← L'éléphant dans la pièce

Où la techno est mauvaise pour les tympans

📖 Chapitre 6 ⏱️ 10 min
Chapitre 7 sur 10 (70%)

CHAPITRE 6 — Où la Techno Est Mauvaise pour les Tympans

Le Hangar à Bananes, c'est l'endroit où Nantes essaie de se convaincre qu'elle est une ville moderne, branchée, capable de rivaliser avec Berlin ou Amsterdam. Une longue structure industrielle reconvertie en bars à cocktails hors de prix, restaurants fusion qui fusionnent surtout ton portefeuille avec le néant, et boîtes de nuit où des DJ jouent de la musique qui ressemble à ce qu'on entendrait si on enregistrait une machine à laver en panne dans une cathédrale.

Le Warehouse était la plus grande. Trois étages de décadence sonore, lumières stroboscopiques et clientèle qui se croit importante parce qu'elle paye vingt euros un mojito dilué. La façade était couverte de tags artistiques et d'affiches annonçant des soirées "électro minimale" et "techno industrielle", ce qui dans mon vocabulaire se traduit par : "bruit organisé pour gens qui ont renoncé aux mélodies".

Il était minuit moins huit quand je garai la voiture trois rues plus loin, dans une zone d'ombre entre deux lampadaires.
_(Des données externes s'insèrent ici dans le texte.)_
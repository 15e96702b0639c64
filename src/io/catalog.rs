//! Code-list catalog ingest.
//!
//! The data pipeline bootstraps its area/indicator selectors and the region
//! name lookup from the `CodeLists.csv` written by the structure pipeline,
//! so a series run does not have to re-fetch the DataStructure document.

use std::collections::HashMap;
use std::fs::File;
use std::io::Read;
use std::path::Path;

use csv::StringRecord;

use crate::domain::types::CodeEntry;
use crate::error::ExtractError;

/// Column headers shared by the `export` writer and this reader.
pub const CODE_LIST_HEADERS: [&str; 4] = [
    "CodeList ID",
    "CodeList Name",
    "Code Value",
    "Code Description",
];

/// Read a code-list catalog CSV from disk.
pub fn load_code_lists(path: &Path) -> Result<Vec<CodeEntry>, ExtractError> {
    let file = File::open(path)?;
    read_code_lists(file)
}

/// Reader-generic loader; the path-based wrapper is the normal entry point.
pub fn read_code_lists<R: Read>(reader: R) -> Result<Vec<CodeEntry>, ExtractError> {
    let mut reader = csv::ReaderBuilder::new()
        .flexible(true)
        .trim(csv::Trim::All)
        .from_reader(reader);

    let headers = reader.headers()?.clone();
    let header_map = build_header_map(&headers);
    for required in CODE_LIST_HEADERS {
        if !header_map.contains_key(required) {
            return Err(ExtractError::parse(
                "code-list catalog",
                format!("missing column `{required}`"),
            ));
        }
    }

    let mut entries = Vec::new();
    for record in reader.records() {
        let record = record?;
        entries.push(CodeEntry {
            list_id: field(&record, &header_map, "CodeList ID"),
            list_name: field(&record, &header_map, "CodeList Name"),
            value: field(&record, &header_map, "Code Value"),
            description: field(&record, &header_map, "Code Description"),
        });
    }
    Ok(entries)
}

fn build_header_map(headers: &StringRecord) -> HashMap<String, usize> {
    headers
        .iter()
        .enumerate()
        .map(|(idx, name)| (name.trim().to_string(), idx))
        .collect()
}

fn field(record: &StringRecord, header_map: &HashMap<String, usize>, name: &str) -> String {
    header_map
        .get(name)
        .and_then(|idx| record.get(*idx))
        .unwrap_or_default()
        .to_string()
}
Sonia descendit de son côté, rajustant le peignoir rose de ma mère qu'elle portait encore sous son blouson en cuir récupéré. Elle avait l'air d'une punk qui serait passée par une machine à laver familiale.

— On fait quoi maintenant ? demanda-t-elle en scrutant les alentours. On débarque par la grande porte en disant : "Police, on vient démonter votre serveur secret" ?

— Non. On attend Fracas. S'il a reçu le message, il devrait être là d'ici…

— HECTOR !

La voix me fit sursauter. Je me retournai. Félix débarquait en courant, sa cravate Pokémon battant au vent comme un drapeau de détresse. Il portait son costume froissé et des chaussettes qui représentaient des dinosaures. Même en mission de sauvetage de la démocratie, Fracas restait fidèle à son esthétique vestimentaire chaotique.

Il s'arrêta devant moi, haletant comme s'il venait de courir un marathon.

— Putain, Hector ! J'ai cru que t'étais mort ! Ton téléphone répondait plus ! Kevin est arrivé au commissariat avec ton message et j'ai carrément paniqué ! T'étais où ?

— Dans les égouts avec une hackeuse, en train de fuir une milice privée. La routine, quoi.

— Ah… ouais… carrément la routine…

Il remarqua Sonia.

— C'est elle, la hackeuse ?

— Félix Fracas, voici Sonia Kervadec. Sonia, voici Fracas. Mon inspecteur. Maladroit chronique mais étonnamment efficace quand il renverse des trucs par accident.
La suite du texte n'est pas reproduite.